Sourcing materials that are natural, non-toxic, and recyclable is commendable. But melting plastic uses lots of electricity. Research has found that for industrial 3-D printers the bulk of impacts are linked with the amount of energy they use, which outweighs benefits like lower transportation impacts and recyclability. Choices for materials shouldn’t be ignored. It’s just that in the big picture, their importance is overshadowed by the need to find much less energy intensive ways to print.
One promising approach is to not melt materials at all. Instead, it’s possible to use binding agents alongside substances reclaimed from the waste stream. That’s exactly what Ron Rael, an architect and professor at UC Berkeley, is up to. His design agency, Emerging Objects, is experimenting with new materials and methods of organic form-making for modular architectural elements. Rael’s vision is to one day scale up to an entire building.
He’s reluctant to boast the environmental advantages of his work, since emerging research portrays 3-D printing as anything but sustainable. Given that, he makes durability and affordability his primary research and development goals, along with reclaiming materials that would otherwise end up in a landfill.
Using an eclectic palette of cement, recycled sawdust, pulverized tires, paper, and even salt, Rael’s work has a distinct lightness to it, an aesthetic supported by advanced digital modeling and computation tools. Making porous, perforated walls isn’t just interesting visually. It allows him to use less material and less energy to create a monolithic object with the same function.
While low-cost solutions are Rael’s target, don’t expect to nab an Emerging Object creation today at a discount price. For now, at least, they’re admittedly at the higher end of most construction project budgets.
That’s not to say 3-D printing building components can’t be done economically, if recent news from a Chinese company called WinSun proves accurate. Like Rael, they’re printing individual components that are assembled into fuller, habitable structures. But in this case 10 2,000-square-foot homes can be fabricated in a single day, at $5,000 a piece, making it a particularly promising advancement for populations facing extreme poverty or displacement in the developing world.

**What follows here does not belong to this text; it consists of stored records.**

use std::path::{Path, PathBuf};

use anyhow::Result;
use clap::{Parser, Subcommand};
use termbook::format;
use termbook::{Notebook, RenderContext};

#[derive(Parser)]
#[command(
    name = "termbook",
    version,
    about = "Execute and inspect Jupyter notebooks from the terminal"
)]
struct Cli {
    #[command(subcommand)]
    command: Command,
}

#[derive(Subcommand)]
enum Command {
    /// Execute every cell in order and save the result
    Run {
        notebook: PathBuf,
        /// Kernelspec to launch (defaults to the notebook's metadata, then python3)
        #[arg(long)]
        kernel: Option<String>,
        /// Where to write the executed notebook (defaults to <stem>_run.ipynb)
        #[arg(long)]
        save_path: Option<PathBuf>,
        /// Don't launch a kernel; code cells are left unexecuted
        #[arg(long)]
        no_kernel: bool,
    },
    /// Print a notebook's cells and outputs as plain text
    Show { notebook: PathBuf },
    /// List installed kernelspecs
    Kernels,
}

#[tokio::main]
async fn main() -> Result<()> {
    env_logger::init();
    let cli = Cli::parse();
    match cli.command {
        Command::Run {
            notebook,
            kernel,
            save_path,
            no_kernel,
        } => run(&notebook, kernel.as_deref(), save_path, no_kernel).await,
        Command::Show { notebook } => show(&notebook),
        Command::Kernels => kernels().await,
    }
}

async fn run(
    path: &Path,
    kernel: Option<&str>,
    save_path: Option<PathBuf>,
    no_kernel: bool,
) -> Result<()> {
    let mut notebook = Notebook::open(path, RenderContext::plain())?;
    if !no_kernel {
        notebook.start_kernel(kernel).await?;
    }
    notebook.run_all().await?;

    let target = save_path.unwrap_or_else(|| derived_run_path(path));
    let written = notebook.save(Some(target))?;
    if !no_kernel {
        notebook.stop_kernel().await.ok();
    }
    println!("Executed notebook saved to {}", written.display());
    Ok(())
}

/// `nb.ipynb` runs into `nb_run.ipynb`, never clobbering an existing file.
fn derived_run_path(path: &Path) -> PathBuf {
    let stem = path
        .file_stem()
        .and_then(|s| s.to_str())
        .unwrap_or("notebook");
    let dir = path
        .parent()
        .filter(|p| !p.as_os_str().is_empty())
        .map(Path::to_path_buf)
        .unwrap_or_else(|| PathBuf::from("."));
    format::find_available_name(&dir, &format!("{}_run", stem))
}

fn show(path: &Path) -> Result<()> {
    let notebook = Notebook::open(path, RenderContext::plain())?;
    print!("{}", notebook.render_plain());
    Ok(())
}

async fn kernels() -> Result<()> {
    let specs = kernel_driver::list_kernelspecs().await;
    if specs.is_empty() {
        println!("No kernelspecs found. Try: jupyter kernelspec list");
        return Ok(());
    }
    for spec in specs {
        println!("{}\t{}\t{}", spec.name, spec.display_name, spec.language);
    }
    Ok(())
}
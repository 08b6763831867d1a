//! Execution correlation engine.
//!
//! The router is the single point of contact with the kernel channel. It
//! allocates sequence numbers, keeps the `msg_id -> sequence -> cell` maps,
//! admits one request to the channel at a time, and demultiplexes kernel
//! events back onto the issuing cell's output buffer. Callers of [`submit`]
//! observe run-to-completion semantics: the call returns once the kernel has
//! gone idle for that request.
//!
//! [`submit`]: ExecutionRouter::submit

use std::collections::HashMap;
use std::sync::{Arc, Mutex as StdMutex};

use futures::future::BoxFuture;
use kernel_driver::{EventPayload, KernelDriver, KernelEvent};
use log::{debug, error, info};
use thiserror::Error;
use tokio::sync::watch;

use crate::cell::{CellId, ExecutionLabel, OutputEntry};
use crate::notebook::SharedState;

/// Failure surfaced by a submission.
#[derive(Debug, Error)]
pub enum ExecError {
    /// No kernel connection is available.
    #[error("no kernel running")]
    NoKernel,
    /// The kernel connection dropped while the request was in flight.
    #[error("kernel connection lost")]
    Disconnected,
    /// The channel rejected the request at dispatch.
    #[error("kernel channel error: {0}")]
    Channel(#[from] anyhow::Error),
}

/// The kernel channel as the router sees it.
///
/// The production implementation wraps [`KernelDriver`]; tests substitute a
/// scripted one. `dispatch` returns the correlation token that subsequent
/// events for this request carry; implementations must invoke `register`
/// with that token before the request goes out, so routing is in place when
/// the first event arrives.
pub trait KernelChannel: Send {
    fn is_running(&self) -> bool;
    fn dispatch<'a>(
        &'a mut self,
        code: &'a str,
        register: Box<dyn FnOnce(String) + Send>,
    ) -> BoxFuture<'a, anyhow::Result<String>>;
    fn shutdown<'a>(&'a mut self) -> BoxFuture<'a, anyhow::Result<()>>;
}

/// A live kernel process behind [`KernelDriver`].
pub struct DriverChannel(KernelDriver);

impl DriverChannel {
    pub fn new(driver: KernelDriver) -> Self {
        DriverChannel(driver)
    }
}

impl KernelChannel for DriverChannel {
    fn is_running(&self) -> bool {
        self.0.is_running()
    }

    fn dispatch<'a>(
        &'a mut self,
        code: &'a str,
        register: Box<dyn FnOnce(String) + Send>,
    ) -> BoxFuture<'a, anyhow::Result<String>> {
        Box::pin(self.0.execute(code, register))
    }

    fn shutdown<'a>(&'a mut self) -> BoxFuture<'a, anyhow::Result<()>> {
        Box::pin(self.0.shutdown())
    }
}

#[derive(Debug, Clone, Copy, PartialEq, Eq)]
enum Completion {
    Finished,
    Aborted,
}

struct InFlight {
    cell_id: CellId,
    done: watch::Sender<Option<Completion>>,
}

#[derive(Default)]
struct RouterState {
    next_seq: u32,
    in_flight: HashMap<u32, InFlight>,
    /// Correlation token (kernel msg_id) -> sequence number.
    tokens: HashMap<String, u32>,
    /// Cell -> its outstanding sequence number, for re-entrant run detection.
    by_cell: HashMap<CellId, u32>,
}

#[derive(Clone)]
pub struct ExecutionRouter {
    cells: SharedState,
    kernel: Arc<tokio::sync::Mutex<Option<Box<dyn KernelChannel>>>>,
    /// Held for the lifetime of each dispatched request: the channel takes
    /// one request at a time, so later submitters suspend here.
    gate: Arc<tokio::sync::Mutex<()>>,
    state: Arc<StdMutex<RouterState>>,
}

impl ExecutionRouter {
    pub fn new(cells: SharedState) -> Self {
        ExecutionRouter {
            cells,
            kernel: Arc::new(tokio::sync::Mutex::new(None)),
            gate: Arc::new(tokio::sync::Mutex::new(())),
            state: Arc::new(StdMutex::new(RouterState {
                next_seq: 1,
                ..RouterState::default()
            })),
        }
    }

    /// Install (or replace) the kernel channel.
    pub async fn install_channel(&self, channel: Box<dyn KernelChannel>) {
        *self.kernel.lock().await = Some(channel);
    }

    /// Shut the kernel channel down. Any in-flight request is resolved with
    /// an error first so no waiter hangs.
    pub async fn shutdown_kernel(&self) -> anyhow::Result<()> {
        self.fail_all();
        let mut guard = self.kernel.lock().await;
        if let Some(mut channel) = guard.take() {
            channel.shutdown().await?;
        }
        Ok(())
    }

    pub async fn kernel_running(&self) -> bool {
        self.kernel
            .lock()
            .await
            .as_ref()
            .map(|c| c.is_running())
            .unwrap_or(false)
    }

    /// True if the cell has an outstanding execution.
    pub fn is_pending(&self, cell_id: CellId) -> bool {
        self.state.lock().unwrap().by_cell.contains_key(&cell_id)
    }

    /// Submit the cell's code for execution and wait for the kernel to
    /// complete it. Returns the sequence number of the execution.
    ///
    /// If the cell already has an execution outstanding, this joins it:
    /// no second request is submitted, and the call resolves together with
    /// the first one, returning its sequence number.
    pub async fn submit(&self, cell_id: CellId, code: &str) -> Result<u32, ExecError> {
        if let Some((seq, rx)) = self.outstanding(cell_id) {
            debug!("joining in-flight execution #{} for cell {}", seq, cell_id);
            return await_completion(seq, rx).await;
        }

        if !self.kernel_running().await {
            return Err(ExecError::NoKernel);
        }

        let (seq, done_rx) = {
            let mut state = self.state.lock().unwrap();
            let seq = state.next_seq;
            state.next_seq += 1;
            let (done_tx, done_rx) = watch::channel(None);
            state.in_flight.insert(
                seq,
                InFlight {
                    cell_id,
                    done: done_tx,
                },
            );
            state.by_cell.insert(cell_id, seq);
            (seq, done_rx)
        };

        // One request on the channel at a time.
        let _gate = self.gate.lock().await;

        // The routing entry is written by the channel just before the
        // request goes out, so the first event cannot outrun it.
        let state = self.state.clone();
        let register = Box::new(move |token: String| {
            state.lock().unwrap().tokens.insert(token, seq);
        });

        let dispatched = {
            let mut kernel = self.kernel.lock().await;
            match kernel.as_mut() {
                Some(channel) if channel.is_running() => channel.dispatch(code, register).await,
                _ => Err(anyhow::anyhow!("kernel went away before dispatch")),
            }
        };
        let token = match dispatched {
            Ok(token) => token,
            Err(e) => {
                self.abandon(seq);
                return Err(ExecError::Channel(e));
            }
        };
        debug!(
            "dispatched execution #{} (cell {}, token {})",
            seq, cell_id, token
        );

        await_completion(seq, done_rx).await
    }

    /// Route one kernel event. Called from the event pump task; only brief
    /// synchronous locks are taken, never across an await.
    pub fn handle_event(&self, event: KernelEvent) {
        if matches!(event.payload, EventPayload::Disconnected) {
            self.fail_all();
            return;
        }
        let Some(token) = event.token else {
            debug!("dropping kernel event without correlation token");
            return;
        };
        let routed = {
            let state = self.state.lock().unwrap();
            state.tokens.get(&token).copied().and_then(|seq| {
                state
                    .in_flight
                    .get(&seq)
                    .map(|request| (seq, request.cell_id))
            })
        };
        let Some((seq, cell_id)) = routed else {
            debug!("dropping unroutable kernel event (token {})", token);
            return;
        };

        match event.payload {
            EventPayload::Stream { name, text } => {
                self.append(cell_id, OutputEntry::Stream { name, text });
            }
            EventPayload::ExecuteResult { text } => {
                self.append(
                    cell_id,
                    OutputEntry::Value {
                        text,
                        label: Some(seq),
                    },
                );
            }
            EventPayload::DisplayData { text } => {
                self.append(cell_id, OutputEntry::Value { text, label: None });
            }
            EventPayload::Error {
                ename,
                evalue,
                traceback,
            } => {
                self.append(
                    cell_id,
                    OutputEntry::Error {
                        ename,
                        evalue,
                        traceback,
                    },
                );
            }
            EventPayload::Idle => self.finish(seq, cell_id),
            EventPayload::Busy | EventPayload::Disconnected => {}
        }
    }

    fn outstanding(
        &self,
        cell_id: CellId,
    ) -> Option<(u32, watch::Receiver<Option<Completion>>)> {
        let state = self.state.lock().unwrap();
        let seq = *state.by_cell.get(&cell_id)?;
        let rx = state.in_flight.get(&seq)?.done.subscribe();
        Some((seq, rx))
    }

    /// Forget a request that never made it onto the channel.
    fn abandon(&self, seq: u32) {
        let mut state = self.state.lock().unwrap();
        if let Some(request) = state.in_flight.remove(&seq) {
            state.by_cell.remove(&request.cell_id);
        }
        state.tokens.retain(|_, s| *s != seq);
    }

    fn append(&self, cell_id: CellId, entry: OutputEntry) {
        let mut cells = self.cells.lock().unwrap();
        match cells.cell_mut(cell_id) {
            Some(cell) => cell.push_output(entry),
            None => debug!("output for deleted cell {} dropped", cell_id),
        }
    }

    /// The kernel signalled end of execution for `seq`: drop the mappings,
    /// stamp the cell, and release the waiter (which in turn releases the
    /// channel gate).
    fn finish(&self, seq: u32, cell_id: CellId) {
        let done = {
            let mut state = self.state.lock().unwrap();
            state.tokens.retain(|_, s| *s != seq);
            state.by_cell.remove(&cell_id);
            state.in_flight.remove(&seq).map(|request| request.done)
        };
        {
            let mut cells = self.cells.lock().unwrap();
            if let Some(cell) = cells.cell_mut(cell_id) {
                cell.set_label(ExecutionLabel::Completed(seq));
            }
        }
        if let Some(done) = done {
            let _ = done.send(Some(Completion::Finished));
        }
        info!("execution #{} completed", seq);
    }

    /// The connection is gone: resolve every blocked waiter with an error
    /// and put pending cells back into a runnable state.
    fn fail_all(&self) {
        let drained: Vec<InFlight> = {
            let mut state = self.state.lock().unwrap();
            state.tokens.clear();
            state.by_cell.clear();
            state.in_flight.drain().map(|(_, request)| request).collect()
        };
        if drained.is_empty() {
            return;
        }
        error!(
            "kernel connection lost with {} execution(s) in flight",
            drained.len()
        );
        {
            let mut cells = self.cells.lock().unwrap();
            for request in &drained {
                if let Some(cell) = cells.cell_mut(request.cell_id) {
                    if cell.label() == ExecutionLabel::Pending {
                        cell.set_label(ExecutionLabel::None);
                    }
                }
            }
        }
        for request in drained {
            let _ = request.done.send(Some(Completion::Aborted));
        }
    }
}

async fn await_completion(
    seq: u32,
    mut rx: watch::Receiver<Option<Completion>>,
) -> Result<u32, ExecError> {
    let completion = rx
        .wait_for(|c| c.is_some())
        .await
        .map(|c| *c)
        .map_err(|_| ExecError::Disconnected)?;
    match completion {
        Some(Completion::Finished) => Ok(seq),
        _ => Err(ExecError::Disconnected),
    }
}
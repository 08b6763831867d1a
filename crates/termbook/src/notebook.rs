//! Notebook orchestration.
//!
//! `Notebook` owns the ordered cell list, the focused index, and the
//! dirty/quit-confirmation flags, and wires the execution router and the
//! viewport manager together. Structural edits always update the cell list
//! and the focus in the same step, then re-derive the visible window; the
//! router and viewport never mutate cell order themselves.

use std::path::{Path, PathBuf};
use std::sync::{Arc, Mutex as StdMutex};

use anyhow::{anyhow, Result};
use kernel_driver::KernelDriver;
use log::{info, warn};
use tokio::sync::mpsc;

use crate::cell::{Cell, CellId, CellKind, ExecutionLabel};
use crate::execution::{DriverChannel, ExecError, ExecutionRouter, KernelChannel};
use crate::format;
use crate::render::RenderContext;
use crate::viewport::{Viewport, ViewportManager};

/// Rows assumed usable for cell content until the terminal layer reports a
/// real size.
pub const DEFAULT_AVAILABLE_ROWS: usize = 40;

/// The mutable notebook document: cells plus the flags that travel with
/// them. Shared between the notebook (edits) and the router (output
/// delivery); locked briefly, never across an await.
pub struct NotebookState {
    cells: Vec<Cell>,
    focused: usize,
    dirty: bool,
    quitting: bool,
    copied: Option<Cell>,
    path: Option<PathBuf>,
    metadata: nbformat::v4::Metadata,
}

pub type SharedState = Arc<StdMutex<NotebookState>>;

impl NotebookState {
    /// A notebook is never empty: start with one blank code cell.
    pub fn new_empty() -> Self {
        NotebookState {
            cells: vec![Cell::new(CellKind::Code)],
            focused: 0,
            dirty: false,
            quitting: false,
            copied: None,
            path: None,
            metadata: format::empty_metadata(),
        }
    }

    pub fn from_parts(
        cells: Vec<Cell>,
        metadata: nbformat::v4::Metadata,
        path: Option<PathBuf>,
    ) -> Self {
        let mut state = NotebookState::new_empty();
        if !cells.is_empty() {
            state.cells = cells;
        }
        state.metadata = metadata;
        state.path = path;
        state
    }

    pub fn cells(&self) -> &[Cell] {
        &self.cells
    }

    pub(crate) fn cells_mut(&mut self) -> &mut Vec<Cell> {
        &mut self.cells
    }

    pub fn focused(&self) -> usize {
        self.focused
    }

    pub fn is_dirty(&self) -> bool {
        self.dirty
    }

    pub fn path(&self) -> Option<&Path> {
        self.path.as_deref()
    }

    pub fn metadata(&self) -> &nbformat::v4::Metadata {
        &self.metadata
    }

    pub(crate) fn cell_mut(&mut self, id: CellId) -> Option<&mut Cell> {
        self.cells.iter_mut().find(|c| c.id() == id)
    }

    fn touch(&mut self) {
        self.dirty = true;
        self.quitting = false;
    }

    /// Restore the never-empty invariant after a removal.
    fn ensure_non_empty(&mut self) {
        if self.cells.is_empty() {
            self.cells.push(Cell::new(CellKind::Code));
        }
        self.focused = self.focused.min(self.cells.len() - 1);
    }
}

pub struct Notebook {
    state: SharedState,
    router: ExecutionRouter,
    viewport: ViewportManager,
    render: RenderContext,
    available_height: usize,
}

There’s nothing particularly “green” about WinSun’s materials. Concrete, which uses cement for structural binding, generally has a high energy and environmental footprint. But these concerns likely take a back seat to the social benefits of cheap and rapidly deployable shelter for people in desperate need of housing.
USC Professor Berok Khoshnevis also has plans to apply a 3-D printing technology to help impoverished populations improve their living conditions. Rather than fabricating individual components for later assembly, Khoshnevis’s company Contour Crafting aims to literally print a building from the ground up. His automated construction technique uses robotic arms and a gantry system to deposit concrete through a nozzle. With continued development, he foresees a spacious dwelling being built in as quick as one day.
Khoshnevis is bullish about the ecological benefits of his approach. In a comparative life cycle assessment study, he found the environmental impact of Contour Crafting’s technique to be much lower than traditional concrete masonry construction methods. But he’s quick to qualify that without a deeper and more rigorous study, making absolute judgments on Contour Crafting’s greenness is premature.
That kind of cautious optimism is appropriate, especially considering the history of similar ambitious–and frequently unfounded–claims for industrial 3-D printing. In all of the examples discussed here, there’s just not enough data yet to make a call on whether or not 3-D printed buildings, in any of their many forms, has environmental excellence bragging rights.
And for now, that’s okay. The sky is not falling. These pioneers will continue refining their craft in the coming years, hopefully with a determination to rigorously quantify, communicate, and improve their aggregate benefits to the planet they aim to serve.